By framing his class in this way for his students, Fogel was stressing an attention to sensibility over science. Rather than anticipating a series of models that might solve the problems of business ethics with algorithmic reliability, they needed to prepare themselves for a study that took uncertainty for granted.

For most students, this is a high hurdle. Few of them expect that a course in business ethics will resolve all of their career quandaries, but the idea that, by its very nature, the study does not offer fixed solutions can be frustrating to those whose work takes for granted right and wrong answers (as with engineers or “quants”) and a little alarming to others who gravitate to the class hoping to remedy, once and for all, some problem that has given them no small amount of professional distress.

Beyond a candid appraisal of the study before them, I think there are three reasons Fogel framed “business ethics” in this way, lessons that I have taken to heart as an educator and as a student of ethics.

First, Fogel hoped to make clear to his students that keeping your head down, while sound advice for professional advancement, does not necessarily lend itself to an abiding sense of moral integrity. It is no doubt true that most problems that confront you at work can be avoided, if not necessarily resolved, by closing the door to your office. And yet, being a strong moral actor requires that you pay attention to the whispers you hear in the chapel of conscience whenever something seems awry. To make the affirmative choice to listen closely, to decide for yourself what constitutes “the right thing to do,” and most importantly to be willing to act on that determination are all practices that must be cultivated in the daily habits that are the keystone and castle of moral integrity.
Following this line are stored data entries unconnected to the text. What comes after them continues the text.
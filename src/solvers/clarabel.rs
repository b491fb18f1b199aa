//! A solver that uses [clarabel](https://oxfordcontrol.github.io/ClarabelDocs/stable/), a pure rust interior point solver.

use clarabel::algebra::CscMatrix as ClarabelCscMatrix;
use clarabel::solver::implementations::default::{DefaultSettings, DefaultSettingsBuilder};
use clarabel::solver::SupportedConeT::{self, *};
use clarabel::solver::SolverStatus;
use clarabel::solver::{DefaultSolver, IPSolver};
use tracing::{debug, warn};

use crate::error::Error;
use crate::matrix::{csc_parts, lower_to_upper, vstack, zeros, CscMatrix, MatrixFormat};
use crate::outcome::SolveOutcome;
use crate::parameters::UniformOption::*;
use crate::parameters::{
    bool_option, f64_option, str_option, u32_option, unknown_option, BackendKwargs, OptionMapping,
};
use crate::solvers::{BoxSupport, PreparedProblem, QpSolver};

const NAME: &str = "clarabel";

const OPTIONS: &[OptionMapping] = &[
    OptionMapping::uniform(Verbose, "verbose"),
    OptionMapping::omit(MaxIterations, "max_iter"),
    OptionMapping::omit(AbsTolerance, "tol_gap_abs"),
    OptionMapping::omit(RelTolerance, "tol_gap_rel"),
    OptionMapping::omit(FeasTolerance, "tol_feas"),
    OptionMapping::omit(RefinementSteps, "iterative_refinement_max_iter"),
];

/// The [clarabel](https://oxfordcontrol.github.io/ClarabelDocs/stable/) solver.
///
/// Equality constraints go to a zero cone and inequalities to a nonnegative
/// cone. Bounds on the variables are turned into inequalities. Clarabel does
/// not take an initial guess, `initvals` is ignored.
#[derive(Debug, Clone, Copy, Default)]
pub struct Clarabel;

impl QpSolver for Clarabel {
    fn name(&self) -> &'static str {
        NAME
    }

    fn matrix_format(&self) -> MatrixFormat {
        MatrixFormat::Sparse
    }

    fn box_support(&self) -> BoxSupport {
        BoxSupport::Expand
    }

    fn option_table(&self) -> &'static [OptionMapping] {
        OPTIONS
    }

    fn solve(
        &self,
        problem: &PreparedProblem<'_>,
        kwargs: &BackendKwargs,
    ) -> Result<SolveOutcome, Error> {
        let settings = settings(kwargs)?;
        let n = problem.n_variables();
        let quadratic_objective = to_clarabel_csc(&lower_to_upper(&problem.p.to_csc()));

        // Ax + s = b, with s in the zero cone for the equalities
        // and in the nonnegative cone for the inequalities
        let mut constraints = zeros(0, n);
        let mut constraint_values = Vec::new();
        let mut cones: Vec<SupportedConeT<f64>> = Vec::new();
        if let Some((a, b)) = problem.equalities() {
            constraints = vstack(&constraints, &a.to_csc())?;
            constraint_values.extend_from_slice(b);
            push_cone(&mut cones, ZeroConeT(b.len()));
        }
        if let Some((g, h)) = problem.inequalities() {
            constraints = vstack(&constraints, &g.to_csc())?;
            constraint_values.extend_from_slice(h);
            push_cone(&mut cones, NonnegativeConeT(h.len()));
        }
        let constraints = to_clarabel_csc(&constraints);

        if problem.initvals.is_some() {
            debug!("clarabel does not support warm starts, the initial guess is ignored");
        }
        let mut solver = match DefaultSolver::new(
            &quadratic_objective,
            problem.q,
            &constraints,
            &constraint_values,
            &cones,
            settings,
        ) {
            Ok(solver) => solver,
            Err(e) => {
                return Ok(SolveOutcome::BackendError(format!(
                    "invalid clarabel problem: {:?}",
                    e
                )))
            }
        };
        solver.solve();
        let status = solver.solution.status;
        debug!("clarabel finished with status {:?}", status);
        Ok(match status {
            SolverStatus::Solved => SolveOutcome::Solution(std::mem::take(&mut solver.solution.x)),
            SolverStatus::AlmostSolved => {
                warn!("clarabel only reached reduced accuracy");
                SolveOutcome::Solution(std::mem::take(&mut solver.solution.x))
            }
            SolverStatus::PrimalInfeasible | SolverStatus::AlmostPrimalInfeasible => {
                SolveOutcome::Infeasible
            }
            SolverStatus::DualInfeasible | SolverStatus::AlmostDualInfeasible => {
                SolveOutcome::Unbounded
            }
            SolverStatus::MaxIterations => SolveOutcome::IterationLimitReached,
            SolverStatus::Unsolved => SolveOutcome::BackendError("Unsolved".into()),
            SolverStatus::MaxTime => SolveOutcome::BackendError("Time limit reached".into()),
            SolverStatus::NumericalError => SolveOutcome::BackendError("Numerical error".into()),
            SolverStatus::InsufficientProgress => SolveOutcome::BackendError("No progress".into()),
            SolverStatus::CallbackTerminated => {
                SolveOutcome::BackendError("Callback terminated".into())
            }
        })
    }
}

/// Merge consecutive cones of the same kind, and skip empty ones.
fn push_cone(cones: &mut Vec<SupportedConeT<f64>>, next_cone: SupportedConeT<f64>) {
    let prev_cone = cones.last_mut();
    match (prev_cone, next_cone) {
        (_, ZeroConeT(0)) | (_, NonnegativeConeT(0)) => {}
        (Some(ZeroConeT(a)), ZeroConeT(b)) => *a += b,
        (Some(NonnegativeConeT(a)), NonnegativeConeT(b)) => *a += b,
        (_, next_cone) => cones.push(next_cone),
    }
}

/// Build clarabel's own CSC matrix
pub fn to_clarabel_csc(matrix: &CscMatrix) -> ClarabelCscMatrix<f64> {
    let (nrows, ncols, colptr, rowval, nzval) = csc_parts(matrix);
    ClarabelCscMatrix::new(nrows, ncols, colptr, rowval, nzval)
}

fn settings(kwargs: &BackendKwargs) -> Result<DefaultSettings<f64>, Error> {
    let mut settings = DefaultSettingsBuilder::default();
    for (name, value) in kwargs {
        match name.as_str() {
            "verbose" => settings.verbose(bool_option(NAME, name, value)?),
            "max_iter" => settings.max_iter(u32_option(NAME, name, value)?),
            "time_limit" => settings.time_limit(f64_option(NAME, name, value)?),
            "tol_gap_abs" => settings.tol_gap_abs(f64_option(NAME, name, value)?),
            "tol_gap_rel" => settings.tol_gap_rel(f64_option(NAME, name, value)?),
            "tol_feas" => settings.tol_feas(f64_option(NAME, name, value)?),
            "tol_infeas_abs" => settings.tol_infeas_abs(f64_option(NAME, name, value)?),
            "tol_infeas_rel" => settings.tol_infeas_rel(f64_option(NAME, name, value)?),
            "tol_ktratio" => settings.tol_ktratio(f64_option(NAME, name, value)?),
            "equilibrate_enable" => settings.equilibrate_enable(bool_option(NAME, name, value)?),
            "presolve_enable" => settings.presolve_enable(bool_option(NAME, name, value)?),
            "iterative_refinement_enable" => {
                settings.iterative_refinement_enable(bool_option(NAME, name, value)?)
            }
            "iterative_refinement_max_iter" => {
                settings.iterative_refinement_max_iter(u32_option(NAME, name, value)?)
            }
            "direct_solve_method" => {
                settings.direct_solve_method(str_option(NAME, name, value)?.to_string())
            }
            _ => return Err(unknown_option(NAME, name)),
        };
    }
    settings.build().map_err(|e| Error::InvalidOption {
        backend: NAME,
        name: "settings".to_string(),
        reason: format!("{:?}", e),
    })
}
Second, by emphasizing sensibility over science in how he approached business ethics, Fogel was indicating the necessity of empathy. If you understand that your vision of “the right thing to do” will not be universally shared, not only do you need to understand the views of others, you have to appreciate how reasonable individuals might have arrived at them. No less than any other group of people, companies are negotiated communities in which, by trial and error, people have to find ways to get along. Understanding where people stand on contentious affairs helps you to make your case, but it can also persuade you that, when a matter qualifies as a “close call,” there is no shame, or guilt, in standing down.
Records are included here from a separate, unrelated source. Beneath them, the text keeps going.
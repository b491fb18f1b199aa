//! The quadratic programs handed to the solvers.
use crate::error::Error;
use crate::matrix::{from_triplets, zeros, DenseMatrix, Matrix};
use crate::validation::check_dimensions;

/// A convex quadratic program:
///
/// ```text
/// minimize    ½ xᵀPx + qᵀx
/// subject to  Gx ≤ h
///             Ax = b
///             lb ≤ x ≤ ub
/// ```
///
/// Only the lower triangle of `P` (diagonal included) is read.
/// good_qp never averages `P` with its transpose: the lower triangle is
/// mirrored into whatever form each solver expects, and anything strictly
/// above the diagonal is ignored.
///
/// Missing bounds are represented by infinite values:
/// `lb = [-1, f64::NEG_INFINITY]` bounds only the first variable from below.
#[derive(Debug, Clone, PartialEq)]
pub struct QuadraticProgram {
    /// Quadratic cost matrix, n x n
    pub p: Matrix,
    /// Linear cost vector, length n
    pub q: Vec<f64>,
    /// Linear inequality matrix, m x n
    pub g: Option<Matrix>,
    /// Linear inequality vector, length m
    pub h: Option<Vec<f64>>,
    /// Linear equality matrix, p x n
    pub a: Option<Matrix>,
    /// Linear equality vector, length p
    pub b: Option<Vec<f64>>,
    /// Lower bounds on the variables, length n
    pub lb: Option<Vec<f64>>,
    /// Upper bounds on the variables, length n
    pub ub: Option<Vec<f64>>,
    /// Initial guess for the solution, length n
    pub initvals: Option<Vec<f64>>,
}

impl QuadraticProgram {
    /// An unconstrained problem with the given costs
    pub fn new<M: Into<Matrix>>(p: M, q: Vec<f64>) -> Self {
        QuadraticProgram {
            p: p.into(),
            q,
            g: None,
            h: None,
            a: None,
            b: None,
            lb: None,
            ub: None,
            initvals: None,
        }
    }

    /// Number of variables
    pub fn n_variables(&self) -> usize {
        self.q.len()
    }

    /// Add the inequality constraints `Gx ≤ h`
    pub fn inequalities<M: Into<Matrix>>(mut self, g: M, h: Vec<f64>) -> Self {
        self.g = Some(g.into());
        self.h = Some(h);
        self
    }

    /// Add the equality constraints `Ax = b`
    pub fn equalities<M: Into<Matrix>>(mut self, a: M, b: Vec<f64>) -> Self {
        self.a = Some(a.into());
        self.b = Some(b);
        self
    }

    /// Bound the variables from below
    pub fn lower_bounds(mut self, lb: Vec<f64>) -> Self {
        self.lb = Some(lb);
        self
    }

    /// Bound the variables from above
    pub fn upper_bounds(mut self, ub: Vec<f64>) -> Self {
        self.ub = Some(ub);
        self
    }

    /// Give the solver a starting point. Solvers that cannot warm start ignore it.
    pub fn with_initial_solution(mut self, initvals: Vec<f64>) -> Self {
        self.initvals = Some(initvals);
        self
    }

    /// Evaluate the objective `½ xᵀPx + qᵀx`, reading only the lower triangle of `P`.
    pub fn objective(&self, x: &[f64]) -> Result<f64, Error> {
        self.check_point(x)?;
        let quadratic: f64 = self
            .p
            .to_csc()
            .iter()
            .filter(|&(_, (row, col))| row >= col)
            .map(|(&value, (row, col))| {
                let term = value * x[row] * x[col];
                if row == col {
                    term / 2.
                } else {
                    term
                }
            })
            .sum();
        Ok(quadratic + dot(&self.q, x))
    }

    /// The largest constraint violation at `x`, or 0 if `x` is feasible.
    pub fn primal_residual(&self, x: &[f64]) -> Result<f64, Error> {
        self.check_point(x)?;
        let mut residual: f64 = 0.;
        if let (Some(g), Some(h)) = (&self.g, &self.h) {
            for (gx, hi) in mat_vec(g, x).into_iter().zip(h) {
                residual = residual.max(gx - hi);
            }
        }
        if let (Some(a), Some(b)) = (&self.a, &self.b) {
            for (ax, bi) in mat_vec(a, x).into_iter().zip(b) {
                residual = residual.max((ax - bi).abs());
            }
        }
        if let Some(lb) = &self.lb {
            for (xi, li) in x.iter().zip(lb) {
                residual = residual.max(li - xi);
            }
        }
        if let Some(ub) = &self.ub {
            for (xi, ui) in x.iter().zip(ub) {
                residual = residual.max(xi - ui);
            }
        }
        Ok(residual)
    }

    fn check_point(&self, x: &[f64]) -> Result<(), Error> {
        check_dimensions(self)?;
        if x.len() != self.n_variables() {
            return Err(Error::malformed(format!(
                "x has length {} but the problem has {} variables",
                x.len(),
                self.n_variables()
            )));
        }
        Ok(())
    }
}

/// A constrained weighted least-squares problem:
///
/// ```text
/// minimize    ½ ‖Rx − s‖²_W
/// subject to  Gx ≤ h
///             Ax = b
///             lb ≤ x ≤ ub
/// ```
///
/// It is solved as the quadratic program with `P = RᵀWR` and `q = −RᵀWs`.
#[derive(Debug, Clone, PartialEq)]
pub struct LeastSquares {
    /// Least-squares matrix, k x n
    pub r: Matrix,
    /// Target vector, length k
    pub s: Vec<f64>,
    /// Positive weight of each residual, length k. Unit weights when absent.
    pub w: Option<Vec<f64>>,
    /// The constraints, `p` and `q` of this problem are ignored
    pub constraints: QuadraticProgram,
}

impl LeastSquares {
    /// Minimize `½ ‖Rx − s‖²` without constraints
    pub fn new<M: Into<Matrix>>(r: M, s: Vec<f64>) -> Self {
        let r = r.into();
        let n = r.ncols();
        LeastSquares {
            r,
            s,
            w: None,
            constraints: QuadraticProgram::new(zeros(n, n), vec![0.; n]),
        }
    }

    /// Weight the residuals
    pub fn weights(mut self, w: Vec<f64>) -> Self {
        self.w = Some(w);
        self
    }

    /// Set the constraints, the costs of `constraints` are discarded
    pub fn subject_to(mut self, constraints: QuadraticProgram) -> Self {
        self.constraints = constraints;
        self
    }

    /// The equivalent quadratic program
    pub fn to_quadratic_program(&self) -> Result<QuadraticProgram, Error> {
        let (k, n) = self.r.shape();
        if self.s.len() != k {
            return Err(Error::malformed(format!(
                "s has length {} but R has {} rows",
                self.s.len(),
                k
            )));
        }
        let weights = match &self.w {
            Some(w) if w.len() != k => {
                return Err(Error::malformed(format!(
                    "w has length {} but R has {} rows",
                    w.len(),
                    k
                )))
            }
            Some(w) => w.clone(),
            None => vec![1.; k],
        };
        let mut rows: Vec<Vec<(usize, f64)>> = vec![Vec::new(); k];
        for (&value, (row, col)) in self.r.to_csc().iter() {
            rows[row].push((col, value));
        }
        let mut q = vec![0.; n];
        // lower triangle of RᵀWR, duplicates are summed
        let mut triplets = Vec::new();
        for (i, row) in rows.iter().enumerate() {
            for &(c1, v1) in row {
                q[c1] -= v1 * weights[i] * self.s[i];
                for &(c2, v2) in row.iter().filter(|&&(c2, _)| c2 <= c1) {
                    triplets.push((c1, c2, v1 * weights[i] * v2));
                }
            }
        }
        let p = match self.r {
            Matrix::Dense(_) => {
                let mut p = DenseMatrix::zeros(n, n);
                for (row, col, value) in triplets {
                    p[(row, col)] += value;
                }
                Matrix::Dense(p)
            }
            Matrix::Sparse(_) => Matrix::Sparse(from_triplets(n, n, triplets)?),
        };
        Ok(QuadraticProgram {
            p,
            q,
            ..self.constraints.clone()
        })
    }
}

fn dot(a: &[f64], b: &[f64]) -> f64 {
    a.iter().zip(b).map(|(x, y)| x * y).sum()
}

fn mat_vec(m: &Matrix, x: &[f64]) -> Vec<f64> {
    let mut out = vec![0.; m.nrows()];
    for (&value, (row, col)) in m.to_csc().iter() {
        out[row] += value * x[col];
    }
    out
}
The final lesson Fogel was trying to teach us not only flows from the other two but is a prerequisite for their wisdom: patience. The human world can be awfully frustrating. People either fail to see things the way you do, or they simply fail outright. At the same time, no matter how capable, competent, or intelligent you happen to be, you too will stumble. In either instance, sighing, snarling, or even lashing out are all natural reactions, but they tend to create the kind of environment that breeds bad behavior and discourages one from risking anything in favor of doing what’s right.
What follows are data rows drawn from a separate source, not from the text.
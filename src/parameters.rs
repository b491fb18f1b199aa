//! Translation of [SolverOptions] into the option names each solver understands.
//!
//! Every solver carries a static table of [OptionMapping]s. For each uniform
//! option the table says how the solver calls it, and what to do when the
//! caller left it unset: either say nothing and let the solver use its own
//! default ([Unset::Omit]), or send the uniform default
//! ([Unset::UniformDefault]). The latter is used for `verbose`, so that no
//! solver prints anything unless asked to.
use std::collections::BTreeMap;
use std::convert::TryFrom;

use tracing::warn;

use crate::error::Error;
use crate::options::{OptionValue, SolverOptions};

/// Options ready to be handed to a solver, keyed by the solver's own option names.
/// The map is ordered, so the same options always produce the same kwargs.
pub type BackendKwargs = BTreeMap<String, OptionValue>;

/// An option of [SolverOptions]
#[derive(Debug, Clone, Copy, PartialEq, Eq, Hash)]
pub enum UniformOption {
    /// [SolverOptions::verbose]
    Verbose,
    /// [SolverOptions::max_iterations]
    MaxIterations,
    /// [SolverOptions::abs_tolerance]
    AbsTolerance,
    /// [SolverOptions::rel_tolerance]
    RelTolerance,
    /// [SolverOptions::feas_tolerance]
    FeasTolerance,
    /// [SolverOptions::refinement_steps]
    RefinementSteps,
}

impl UniformOption {
    /// The value the caller set, if any
    pub fn value(self, options: &SolverOptions) -> Option<OptionValue> {
        match self {
            UniformOption::Verbose => Some(options.verbose).filter(|&v| v).map(OptionValue::from),
            UniformOption::MaxIterations => options.max_iterations.map(OptionValue::from),
            UniformOption::AbsTolerance => options.abs_tolerance.map(OptionValue::from),
            UniformOption::RelTolerance => options.rel_tolerance.map(OptionValue::from),
            UniformOption::FeasTolerance => options.feas_tolerance.map(OptionValue::from),
            UniformOption::RefinementSteps => options.refinement_steps.map(OptionValue::from),
        }
    }

    /// The value used when the option is unset and the solver must not
    /// fall back to its own default
    pub fn uniform_default(self) -> Option<OptionValue> {
        match self {
            UniformOption::Verbose => Some(OptionValue::Bool(false)),
            _ => None,
        }
    }
}

/// What to send to a solver for an option the caller did not set
#[derive(Debug, Clone, Copy, PartialEq, Eq)]
pub enum Unset {
    /// Send nothing, the solver uses its own default
    Omit,
    /// Send [UniformOption::uniform_default]
    UniformDefault,
}

/// How a solver expresses one uniform option
#[derive(Debug, Clone, Copy, PartialEq, Eq)]
pub struct OptionMapping {
    /// The uniform option
    pub option: UniformOption,
    /// The solver's name for it, `None` if the solver has no such setting
    pub name: Option<&'static str>,
    /// What to do when the option is unset
    pub when_unset: Unset,
}

impl OptionMapping {
    /// A mapping that omits the option when it is unset
    pub const fn omit(option: UniformOption, name: &'static str) -> Self {
        OptionMapping {
            option,
            name: Some(name),
            when_unset: Unset::Omit,
        }
    }

    /// A mapping that sends the uniform default when the option is unset
    pub const fn uniform(option: UniformOption, name: &'static str) -> Self {
        OptionMapping {
            option,
            name: Some(name),
            when_unset: Unset::UniformDefault,
        }
    }

    /// An option the solver cannot express
    pub const fn unsupported(option: UniformOption) -> Self {
        OptionMapping {
            option,
            name: None,
            when_unset: Unset::Omit,
        }
    }
}

/// Build the options of `solver` from the uniform ones, using its mapping `table`.
///
/// Options the solver cannot express are dropped with a warning.
/// [SolverOptions::overrides] are added last, and replace table-driven
/// options with the same name.
pub fn map_options(
    options: &SolverOptions,
    solver: &str,
    table: &[OptionMapping],
) -> BackendKwargs {
    let mut kwargs = BackendKwargs::new();
    for mapping in table {
        let value = match (mapping.option.value(options), mapping.when_unset) {
            (Some(value), _) => value,
            (None, Unset::UniformDefault) => match mapping.option.uniform_default() {
                Some(value) => value,
                None => continue,
            },
            (None, Unset::Omit) => continue,
        };
        match mapping.name {
            Some(name) => {
                kwargs.insert(name.to_string(), value);
            }
            None if mapping.option.value(options).is_some() => {
                warn!(
                    "{} has no equivalent of {:?}, the option is ignored",
                    solver, mapping.option
                );
            }
            None => {}
        }
    }
    for (name, value) in &options.overrides {
        kwargs.insert(name.clone(), value.clone());
    }
    kwargs
}

/// The error for an option a solver does not know
pub(crate) fn unknown_option(backend: &'static str, name: &str) -> Error {
    Error::InvalidOption {
        backend,
        name: name.to_string(),
        reason: "unknown option".to_string(),
    }
}

fn wrong_type(backend: &'static str, name: &str, expected: &str, value: &OptionValue) -> Error {
    Error::InvalidOption {
        backend,
        name: name.to_string(),
        reason: format!("expected {}, got {:?}", expected, value),
    }
}

pub(crate) fn bool_option(
    backend: &'static str,
    name: &str,
    value: &OptionValue,
) -> Result<bool, Error> {
    value
        .as_bool()
        .ok_or_else(|| wrong_type(backend, name, "a boolean", value))
}

pub(crate) fn u32_option(
    backend: &'static str,
    name: &str,
    value: &OptionValue,
) -> Result<u32, Error> {
    value
        .as_int()
        .and_then(|v| u32::try_from(v).ok())
        .ok_or_else(|| wrong_type(backend, name, "a non-negative integer", value))
}

pub(crate) fn f64_option(
    backend: &'static str,
    name: &str,
    value: &OptionValue,
) -> Result<f64, Error> {
    value
        .as_float()
        .ok_or_else(|| wrong_type(backend, name, "a number", value))
}

pub(crate) fn str_option<'a>(
    backend: &'static str,
    name: &str,
    value: &'a OptionValue,
) -> Result<&'a str, Error> {
    value
        .as_str()
        .ok_or_else(|| wrong_type(backend, name, "a string", value))
}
Such knee-jerk reactions also stifle individual growth. Fogel had a special appreciation of this, for patience, and the generosity of time it entails, is the greatest gift a teacher can offer his students. No matter how busy he was—and you can imagine that, as a Nobel Prize winner, he was always in high demand—Fogel made time for his students, inviting them to visit his home (as I did) when his health precluded a meeting at Booth, and even Skyping into his classes, toward the very end of his life, to fulfill the responsibilities of the full teaching load he cherished.

Like any category of moral reasoning, business ethics is not a science, but an art that succeeds by example. For those of us who have had the privilege of studying under a master—and to my mind, there is no better way of describing Robert W. Fogel—its success is no less obvious than the numbers on a balance sheet and no less inspiring than even the most elegant theory.

This essay was presented as an address at Chicago Booth’s 2015 Autumn Quarter graduate dinner.